February 17, 2021 from 10am-12pm (MST)
When COVID-19 started to spread, modelers around the world rallied to provide forecasts and longer-term scenarios to guide the public health response. The pace was fast and the methods varied. However, the types of questions faced by developers were the same as for any model, and I will start by reviewing the various decisions that guide such endeavors. I will then present our work on EpiCovDA, a minimalist model developed by former graduate student Hannah Biegel, which combines simple nonlinear dynamics with data assimilation to provide short-term forecasts.
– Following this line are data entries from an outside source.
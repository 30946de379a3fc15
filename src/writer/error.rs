use thiserror::Error;

use crate::storage::Protocol;

/// Writer error / 写入器错误
///
/// Every variant names the remote operation that failed; backend errors are kept as the source.
#[derive(Debug, Error)]
pub enum WriterError {
    #[error("driver {driver} supports neither append nor multipart write")]
    UnsupportedProtocol { driver: String },

    #[error("driver {driver}: appender not implemented")]
    AppenderNotImplemented { driver: String },

    #[error("driver {driver}: multiparter not implemented")]
    MultiparterNotImplemented { driver: String },

    #[error("begin_write ({protocol}): {source}")]
    BeginWrite {
        protocol: Protocol,
        #[source]
        source: anyhow::Error,
    },

    #[error("write_chunk ({protocol}): {source}")]
    ChunkWrite {
        protocol: Protocol,
        #[source]
        source: anyhow::Error,
    },

    #[error("finalize ({protocol}): {source}")]
    Finalize {
        protocol: Protocol,
        #[source]
        source: anyhow::Error,
    },
}

impl WriterError {
    /// Name of the failed operation / 失败的操作名
    pub fn operation(&self) -> &'static str {
        match self {
            WriterError::UnsupportedProtocol { .. }
            | WriterError::AppenderNotImplemented { .. }
            | WriterError::MultiparterNotImplemented { .. } => "create",
            WriterError::BeginWrite { .. } => "begin_write",
            WriterError::ChunkWrite { .. } => "write_chunk",
            WriterError::Finalize { .. } => "finalize",
        }
    }
}

pub type Result<T> = std::result::Result<T, WriterError>;
use async_trait::async_trait;
use std::sync::Arc;
use tokio::io::AsyncRead;

use super::error::{Result, WriterError};
use super::ObjectWriter;
use crate::storage::{Appender, Object, Protocol, StorageDriver, WriteOptions};

/// Append writer / 追加写入器
///
/// Every write extends the tail of one remote object, in call order.
pub struct AppendWriter {
    appender: Arc<dyn Appender>,
    object: Object,
}

impl AppendWriter {
    /// Create the remote object for appending.
    ///
    /// Returns [`WriterError::AppenderNotImplemented`] without any remote call
    /// if the driver does not support append.
    pub async fn new(driver: &dyn StorageDriver, path: &str, options: &WriteOptions) -> Result<Self> {
        let appender = driver
            .appender()
            .filter(|_| driver.capabilities().can_append)
            .ok_or_else(|| WriterError::AppenderNotImplemented {
                driver: driver.name().to_string(),
            })?;

        let object = appender
            .create_append(path, options)
            .await
            .map_err(|source| WriterError::BeginWrite { protocol: Protocol::Append, source })?;

        tracing::debug!("create_append: driver={}, path={}", driver.name(), path);
        Ok(Self { appender, object })
    }

    /// Remote object being appended to / 当前写入的对象
    pub fn object(&self) -> &Object {
        &self.object
    }
}

#[async_trait]
impl ObjectWriter for AppendWriter {
    async fn write(&mut self, buf: &[u8]) -> Result<u64> {
        let mut reader = buf;
        self.write_from(&mut reader, buf.len() as u64).await
    }

    async fn write_from<R>(&mut self, reader: &mut R, size: u64) -> Result<u64>
    where
        R: AsyncRead + Unpin + Send,
    {
        let n = self
            .appender
            .write_append(&mut self.object, reader, size)
            .await
            .map_err(|source| WriterError::ChunkWrite { protocol: Protocol::Append, source })?;
        tracing::debug!("write_append: path={}, size={}, written={}", self.object.path, size, n);
        Ok(n)
    }

    /// Append has nothing to complete remotely / 追加写入无需远端完成调用
    async fn finalize(self) -> Result<()> {
        tracing::debug!("append finalized: path={}", self.object.path);
        Ok(())
    }
}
EpiCovDA's predictions contribute to the CDC ensemble model and the last part of the talk will describe the open-science forecasting community that was fostered by the CDC mathematical modeling team and its flu forecasting centers of excellence.RACT]
ABOUT THE SPEAKER
Dr. Joceline Lega is a Professor in Mathematics and Public Health, as well as the Associate Head of Postdoctoral Programs. She was born in France and studied at the Ecole Normale Supérieure (ENS) in Paris. After getting her MS in Physics, she decided to pursue her studies in the then burgeoning field of nonlinear dynamics and completed a post-graduate degree (Diplôme d’Etudes Approfondies) in Dynamical Systems and Turbulence at the Université de Nice. In 1989, she earned her PhD in Theoretical Physics from the University of Nice. In 1989, she was hired by CNRS (the French National Center for Scientific Research) and worked as a researcher first in the Department of Theoretical Physics at the Université de Nice and then at the Institut Non Linéaire de Nice, based in Sophia Antipolis. Between 1990 and 1997, she established various collaborations with colleagues in the Department of Mathematics at the University of Arizona, first as a postdoctoral fellow and then as a Visiting Assistant Professor. In 1997 she was hired by the University of Arizona and became a full Professor in 2006.